*** Opening LISTED ENTRIES ***

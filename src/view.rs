//! Maps a game into a terminal-sized grid of cells. No I/O, so it is unit tested.

use rand::Rng;

use crate::game::SnakeGame;
use crate::{Coords, TermInt};

const BANNER: [&str; 3] = ["              ", "  GAME  OVER  ", "              "];
const BANNER_WIDTH: i32 = 14;

#[derive(Debug, Copy, Clone, PartialEq, Eq)]
pub enum Paint {
    Plain,
    Bold,
    Snake,
    Food,
    Banner,
}

#[derive(Debug, Copy, Clone, PartialEq, Eq)]
pub struct Cell {
    pub ch: char,
    pub paint: Paint,
}

impl Cell {
    pub const BLANK: Cell = Cell { ch: ' ', paint: Paint::Plain };
}

#[derive(Debug, Clone, PartialEq)]
pub struct Frame {
    width: TermInt,
    height: TermInt,
    cells: Vec<Cell>,
}

impl Frame {
    pub fn new(width: TermInt, height: TermInt) -> Self {
        Frame { width, height, cells: vec![Cell::BLANK; width as usize * height as usize] }
    }

    pub fn size(&self) -> Coords {
        (self.width, self.height)
    }

    pub fn get(&self, x: TermInt, y: TermInt) -> Option<Cell> {
        if x >= self.width || y >= self.height {
            return None;
        }
        Some(self.cells[self.width as usize * y as usize + x as usize])
    }

    /// Anything outside the frame is clipped.
    pub fn put(&mut self, x: i32, y: i32, ch: char, paint: Paint) {
        if x < 0 || y < 0 || x >= self.width as i32 || y >= self.height as i32 {
            return;
        }
        self.cells[self.width as usize * y as usize + x as usize] = Cell { ch, paint };
    }

    pub fn text(&mut self, x: i32, y: i32, text: &str, paint: Paint) {
        for (i, ch) in text.chars().enumerate() {
            self.put(x + i as i32, y, ch, paint);
        }
    }
}

/// Size of the drawn area for a board: two columns per cell plus the frame,
/// one blank row on top and the score row underneath.
pub fn area_size(board: Coords) -> Coords {
    (board.0.saturating_mul(2).saturating_add(2), board.1.saturating_add(4))
}

/// Top-left corner that centres the drawn area in the terminal.
pub fn origin(term: Coords, board: Coords) -> Coords {
    let (w, h) = area_size(board);
    (term.0.saturating_sub(w) / 2, term.1.saturating_sub(h) / 2)
}

pub fn compose<R: Rng>(game: &SnakeGame<R>, term: Coords) -> Frame {
    let mut frame = Frame::new(term.0, term.1);
    let (ox, oy) = origin(term, (game.width(), game.height()));
    let (ox, oy) = (ox as i32, oy as i32);
    let gw = game.width() as i32;
    let gh = game.height() as i32;

    // frame
    for x in 0..gw * 2 + 1 {
        frame.put(ox + x, oy + 1, '-', Paint::Plain);
        frame.put(ox + x, oy + gh + 2, '-', Paint::Plain);
    }
    for y in 1..gh + 2 {
        frame.put(ox, oy + y, '|', Paint::Plain);
        frame.put(ox + gw * 2 + 1, oy + y, '|', Paint::Plain);
    }
    for (x, y) in [(0, 1), (0, gh + 2), (gw * 2 + 1, 1), (gw * 2 + 1, gh + 2)] {
        frame.put(ox + x, oy + y, '+', Paint::Plain);
    }

    frame.text(ox + 1, oy + gh + 3, "SCORE", Paint::Bold);
    frame.text(ox + gw * 2 - 5, oy + gh + 3, &format!("{:06}", game.score()), Paint::Bold);

    for pos in game.snake() {
        frame.put(ox + pos.x * 2 + 1, oy + pos.y + 2, ' ', Paint::Snake);
        frame.put(ox + pos.x * 2 + 2, oy + pos.y + 2, ' ', Paint::Snake);
    }
    for pos in game.food() {
        frame.put(ox + pos.x * 2 + 1, oy + pos.y + 2, ' ', Paint::Food);
        frame.put(ox + pos.x * 2 + 2, oy + pos.y + 2, ' ', Paint::Food);
    }

    if game.is_over() {
        let left = ox + gw + 1 - BANNER_WIDTH / 2;
        for (i, line) in BANNER.iter().enumerate() {
            frame.text(left, oy + gh / 2 + 1 + i as i32, line, Paint::Banner);
        }
    }

    frame
}

#[cfg(test)]
mod tests {
    use super::*;
    use crate::snake::Direction;
    use rand::rngs::StdRng;
    use rand::SeedableRng;

    fn game(w: TermInt, h: TermInt) -> SnakeGame<StdRng> {
        SnakeGame::with_rng(w, h, StdRng::seed_from_u64(42))
    }

    fn row(frame: &Frame, y: TermInt) -> String {
        (0..frame.size().0).map(|x| frame.get(x, y).unwrap().ch).collect()
    }

    #[test]
    fn test_origin_centres_area() {
        assert_eq!(area_size((13, 13)), (28, 17));
        assert_eq!(origin((80, 24), (13, 13)), (26, 3));
        assert_eq!(origin((28, 17), (13, 13)), (0, 0));
    }

    #[test]
    fn test_origin_clamps_small_terminal() {
        assert_eq!(origin((10, 5), (13, 13)), (0, 0));
    }

    #[test]
    fn test_border_and_score() {
        let game = game(13, 13);
        let frame = compose(&game, (28, 17));

        assert_eq!(row(&frame, 0).trim(), "");
        assert_eq!(row(&frame, 1), format!("+{}+", "-".repeat(26)));
        assert_eq!(row(&frame, 15), format!("+{}+", "-".repeat(26)));
        assert!(row(&frame, 2).ends_with('|'));
        assert_eq!(row(&frame, 16), format!(" SCORE{}000000 ", " ".repeat(15)));
        assert_eq!(frame.get(1, 16).unwrap().paint, Paint::Bold);
    }

    #[test]
    fn test_snake_and_food_cells_are_two_wide() {
        let game = game(13, 13);
        let frame = compose(&game, (28, 17));

        for pos in game.snake() {
            let (x, y) = (pos.x as TermInt * 2 + 1, pos.y as TermInt + 2);
            assert_eq!(frame.get(x, y).unwrap().paint, Paint::Snake);
            assert_eq!(frame.get(x + 1, y).unwrap().paint, Paint::Snake);
        }
        for pos in game.food() {
            let (x, y) = (pos.x as TermInt * 2 + 1, pos.y as TermInt + 2);
            assert_eq!(frame.get(x, y).unwrap().paint, Paint::Food);
            assert_eq!(frame.get(x + 1, y).unwrap().paint, Paint::Food);
        }
    }

    #[test]
    fn test_game_over_banner() {
        let mut game = game(13, 13);
        game.set_direction(Direction::Left);
        game.step();
        assert!(game.is_over());

        let frame = compose(&game, (28, 17));
        assert_eq!(&row(&frame, 8)[7..21], "  GAME  OVER  ");
        assert_eq!(frame.get(7, 7).unwrap().paint, Paint::Banner);
        assert_eq!(frame.get(20, 9).unwrap().paint, Paint::Banner);
        assert_ne!(frame.get(21, 8).unwrap().paint, Paint::Banner);
    }

    #[test]
    fn test_offset_by_origin() {
        let game = game(13, 13);
        let frame = compose(&game, (80, 24));
        assert_eq!(frame.get(26, 4).unwrap().ch, '+');
        assert_eq!(frame.get(53, 4).unwrap().ch, '+');
        assert_eq!(frame.get(25, 4).unwrap(), Cell::BLANK);
    }

    #[test]
    fn test_tiny_terminal_is_clipped() {
        let game = game(13, 13);
        let frame = compose(&game, (5, 3));
        assert_eq!(frame.size(), (5, 3));
        assert_eq!(frame.get(0, 1).unwrap().ch, '+');
    }
}
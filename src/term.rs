use crate::view::{Cell, Frame, Paint};
use crate::{Coords, TermInt};
use std::io::{Stdout, Write, stdout};

use anyhow::{Context, Result};
use crossterm::{cursor, execute, queue, style, terminal};
use crossterm::style::{Attribute, Color};
use crossterm::terminal::{ClearType, EnterAlternateScreen, LeaveAlternateScreen};

pub struct TermManager {
    stdout: Stdout,
    // What is currently on screen, so a redraw only touches changed cells.
    screen: Option<Frame>,
}

impl TermManager {
    pub fn new() -> Self {
        TermManager { stdout: stdout(), screen: None }
    }

    pub fn setup(&mut self) -> Result<()> {
        execute!(self.stdout, EnterAlternateScreen).context("Error entering alt screen")?;
        self.set_raw_mode(true)?;
        self.set_cursor_visibility(false)?;
        self.set_cursor_blink(false)?;
        Ok(())
    }

    pub fn restore(&mut self) -> Result<()> {
        queue!(self.stdout, style::ResetColor, style::SetAttribute(Attribute::Reset))
            .context("Error resetting style")?;
        self.set_raw_mode(false)?;
        self.set_cursor_visibility(true)?;
        self.set_cursor_blink(true)?;
        execute!(self.stdout, LeaveAlternateScreen).context("Error leaving alt screen")?;
        Ok(())
    }

    pub fn get_terminal_size(&self) -> Result<Coords> {
        terminal::size().context("Error reading size")
    }

    /// Forget what is on screen; the next draw repaints everything.
    pub fn invalidate(&mut self) {
        self.screen = None;
    }

    pub fn draw(&mut self, frame: Frame) -> Result<()> {
        let previous = self.screen.take().filter(|prev| prev.size() == frame.size());

        if previous.is_none() {
            queue!(self.stdout, terminal::Clear(ClearType::All)).context("Error clearing")?;
        }

        let (width, height) = frame.size();
        let mut current_paint = None;
        for y in 0..height {
            for x in 0..width {
                let cell = frame.get(x, y).unwrap_or(Cell::BLANK);
                let unchanged = previous.as_ref().and_then(|prev| prev.get(x, y)) == Some(cell);
                if unchanged || (previous.is_none() && cell == Cell::BLANK) {
                    continue;
                }
                if current_paint != Some(cell.paint) {
                    self.apply_paint(cell.paint)?;
                    current_paint = Some(cell.paint);
                }
                self.print_at((x, y), cell.ch)?;
            }
        }

        queue!(self.stdout, style::ResetColor, style::SetAttribute(Attribute::Reset))
            .context("Error resetting style")?;
        self.flush()?;
        self.screen = Some(frame);
        Ok(())
    }

    pub fn flush(&mut self) -> Result<()> {
        self.stdout.flush().context("Error flushing")
    }

    ///////////////////////////////////////////////////////////////////////////

    fn print_at(&mut self, pos: (TermInt, TermInt), ch: char) -> Result<()> {
        queue!(self.stdout, cursor::MoveTo(pos.0, pos.1), style::Print(ch)).context("Error printing")
    }

    fn apply_paint(&mut self, paint: Paint) -> Result<()> {
        let (fg, bg, bold) = match paint {
            Paint::Plain => (Color::Reset, Color::Reset, false),
            Paint::Bold => (Color::Reset, Color::Reset, true),
            Paint::Snake => (Color::Reset, Color::Green, false),
            Paint::Food => (Color::Reset, Color::DarkCyan, false),
            Paint::Banner => (Color::White, Color::DarkGrey, true),
        };

        queue!(
            self.stdout,
            style::SetAttribute(Attribute::Reset),
            style::SetForegroundColor(fg),
            style::SetBackgroundColor(bg),
        )
        .context("Error setting colors")?;

        if bold {
            queue!(self.stdout, style::SetAttribute(Attribute::Bold)).context("Error setting bold")?;
        }
        Ok(())
    }

    fn set_raw_mode(&self, option: bool) -> Result<()> {
        let res = if option {
            terminal::enable_raw_mode()
        } else {
            terminal::disable_raw_mode()
        };

        res.context("Error setting raw mode")
    }

    fn set_cursor_blink(&mut self, option: bool) -> Result<()> {
        let res = if option {
            execute!(self.stdout, cursor::EnableBlinking)
        } else {
            execute!(self.stdout, cursor::DisableBlinking)
        };

        res.context("Error setting cursor blink")
    }

    fn set_cursor_visibility(&mut self, option: bool) -> Result<()> {
        let res = if option {
            execute!(self.stdout, cursor::Show)
        } else {
            execute!(self.stdout, cursor::Hide)
        };

        res.context("Error setting cursor visibility")
    }
}
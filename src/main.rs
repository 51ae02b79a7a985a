mod config;
mod game;
mod input;
mod runner;
mod snake;
mod term;
mod view;

use std::fs::File;

use anyhow::{Context, Result};
use clap::Parser;
use rand::rngs::StdRng;
use rand::SeedableRng;
use simplelog::{LevelFilter, WriteLogger};

use crate::config::{Cli, Config};
use crate::game::SnakeGame;
use crate::runner::Runner;

pub type TermInt = u16;
pub type Coords = (u16, u16);

#[tokio::main(flavor = "current_thread")]
async fn main() -> Result<()> {
    let config = Config::try_from(Cli::parse())?;

    // The terminal belongs to the game, so logs only ever go to a file.
    if let Some(path) = &config.log_file {
        let file = File::create(path)
            .with_context(|| format!("Error creating log file {}", path.display()))?;
        WriteLogger::init(LevelFilter::Debug, simplelog::Config::default(), file)
            .context("Error initializing logger")?;
    }

    match config.seed {
        Some(seed) => {
            let game = SnakeGame::with_rng(config.width, config.height, StdRng::seed_from_u64(seed));
            Runner::new(game).run().await
        }
        None => Runner::new(SnakeGame::new(config.width, config.height)).run().await,
    }
}
use std::path::PathBuf;

use anyhow::{ensure, Result};
use clap::Parser;

use crate::game::{DEFAULT_BOARD_SIZE, FOOD_COUNT, INITIAL_SNAKE_LENGTH};
use crate::TermInt;

// Drawn width is two columns per cell plus the frame; keep it inside u16.
const MAX_BOARD_WIDTH: TermInt = (TermInt::MAX - 2) / 2;
const MAX_BOARD_HEIGHT: TermInt = TermInt::MAX - 4;

#[derive(Parser, Debug)]
#[command(name = "term_snake")]
#[command(version, about = "Snake in the terminal")]
pub struct Cli {
    /// Board width in cells
    #[arg(long, default_value_t = DEFAULT_BOARD_SIZE)]
    pub width: TermInt,

    /// Board height in cells
    #[arg(long, default_value_t = DEFAULT_BOARD_SIZE)]
    pub height: TermInt,

    /// Seed for food placement, for reproducible games
    #[arg(long)]
    pub seed: Option<u64>,

    /// Write a debug log to this file
    #[arg(long)]
    pub log_file: Option<PathBuf>,
}

#[derive(Debug, Clone, PartialEq)]
pub struct Config {
    pub width: TermInt,
    pub height: TermInt,
    pub seed: Option<u64>,
    pub log_file: Option<PathBuf>,
}

impl Default for Config {
    fn default() -> Self {
        Config { width: DEFAULT_BOARD_SIZE, height: DEFAULT_BOARD_SIZE, seed: None, log_file: None }
    }
}

impl Config {
    /// Rejects boards the game cannot start on. Food placement retries until it
    /// finds a free cell, so the starting snake plus all food must leave room.
    pub fn validate(self) -> Result<Self> {
        ensure!(
            self.height as usize >= INITIAL_SNAKE_LENGTH,
            "board height must be at least {} to fit the starting snake, got {}",
            INITIAL_SNAKE_LENGTH,
            self.height
        );
        ensure!(self.width >= 1, "board width must be at least 1");

        let cells = self.width as usize * self.height as usize;
        let occupied = INITIAL_SNAKE_LENGTH + FOOD_COUNT;
        ensure!(
            cells > occupied,
            "a {}x{} board has {} cells, need more than {}",
            self.width,
            self.height,
            cells,
            occupied
        );

        ensure!(
            self.width <= MAX_BOARD_WIDTH && self.height <= MAX_BOARD_HEIGHT,
            "board {}x{} is too large to draw",
            self.width,
            self.height
        );
        Ok(self)
    }
}

impl TryFrom<Cli> for Config {
    type Error = anyhow::Error;

    fn try_from(cli: Cli) -> Result<Self> {
        Config { width: cli.width, height: cli.height, seed: cli.seed, log_file: cli.log_file }.validate()
    }
}

#[cfg(test)]
mod tests {
    use super::*;

    fn board(width: TermInt, height: TermInt) -> Config {
        Config { width, height, ..Default::default() }
    }

    #[test]
    fn test_default_config() {
        let config = Config::default();
        assert_eq!(config.width, 13);
        assert_eq!(config.height, 13);
        assert!(config.clone().validate().is_ok());
    }

    #[test]
    fn test_cli_defaults() {
        let cli = Cli::parse_from(["term_snake"]);
        let config = Config::try_from(cli).unwrap();
        assert_eq!(config, Config::default());
    }

    #[test]
    fn test_cli_overrides() {
        let cli = Cli::parse_from(["term_snake", "--width", "20", "--height", "9", "--seed", "7"]);
        let config = Config::try_from(cli).unwrap();
        assert_eq!((config.width, config.height), (20, 9));
        assert_eq!(config.seed, Some(7));
    }

    #[test]
    fn test_rejects_short_board() {
        assert!(board(10, 3).validate().is_err());
        assert!(board(0, 10).validate().is_err());
    }

    #[test]
    fn test_rejects_saturated_board() {
        // 1x6 holds the snake and both foods with nothing left over.
        assert!(board(1, 6).validate().is_err());
        assert!(board(1, 7).validate().is_ok());
    }

    #[test]
    fn test_rejects_undrawable_board() {
        assert!(board(MAX_BOARD_WIDTH + 1, 10).validate().is_err());
        assert!(board(10, MAX_BOARD_HEIGHT + 1).validate().is_err());
    }
}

*** Closing LISTED ENTRIES ***

→ **WORK TASK**: Every line from the first through the one containing "pub fn new(width: TermInt, height: TermInt)" in the listing above must be given again exactly, with nothing else alongside.

→ **RESPONSE TO THIS TASK**:
filename src/view.rs
//! Maps a game into a terminal-sized grid of cells. No I/O, so it is unit tested.

use rand::Rng;

use crate::game::SnakeGame;
use crate::{Coords, TermInt};

const BANNER: [&str; 3] = ["              ", "  GAME  OVER  ", "              "];
const BANNER_WIDTH: i32 = 14;

#[derive(Debug, Copy, Clone, PartialEq, Eq)]
pub enum Paint {
    Plain,
    Bold,
    Snake,
    Food,
    Banner,
}

#[derive(Debug, Copy, Clone, PartialEq, Eq)]
pub struct Cell {
    pub ch: char,
    pub paint: Paint,
}

impl Cell {
    pub const BLANK: Cell = Cell { ch: ' ', paint: Paint::Plain };
}

#[derive(Debug, Clone, PartialEq)]
pub struct Frame {
    width: TermInt,
    height: TermInt,
    cells: Vec<Cell>,
}

impl Frame {
    pub fn new(width: TermInt, height: TermInt) -> Self {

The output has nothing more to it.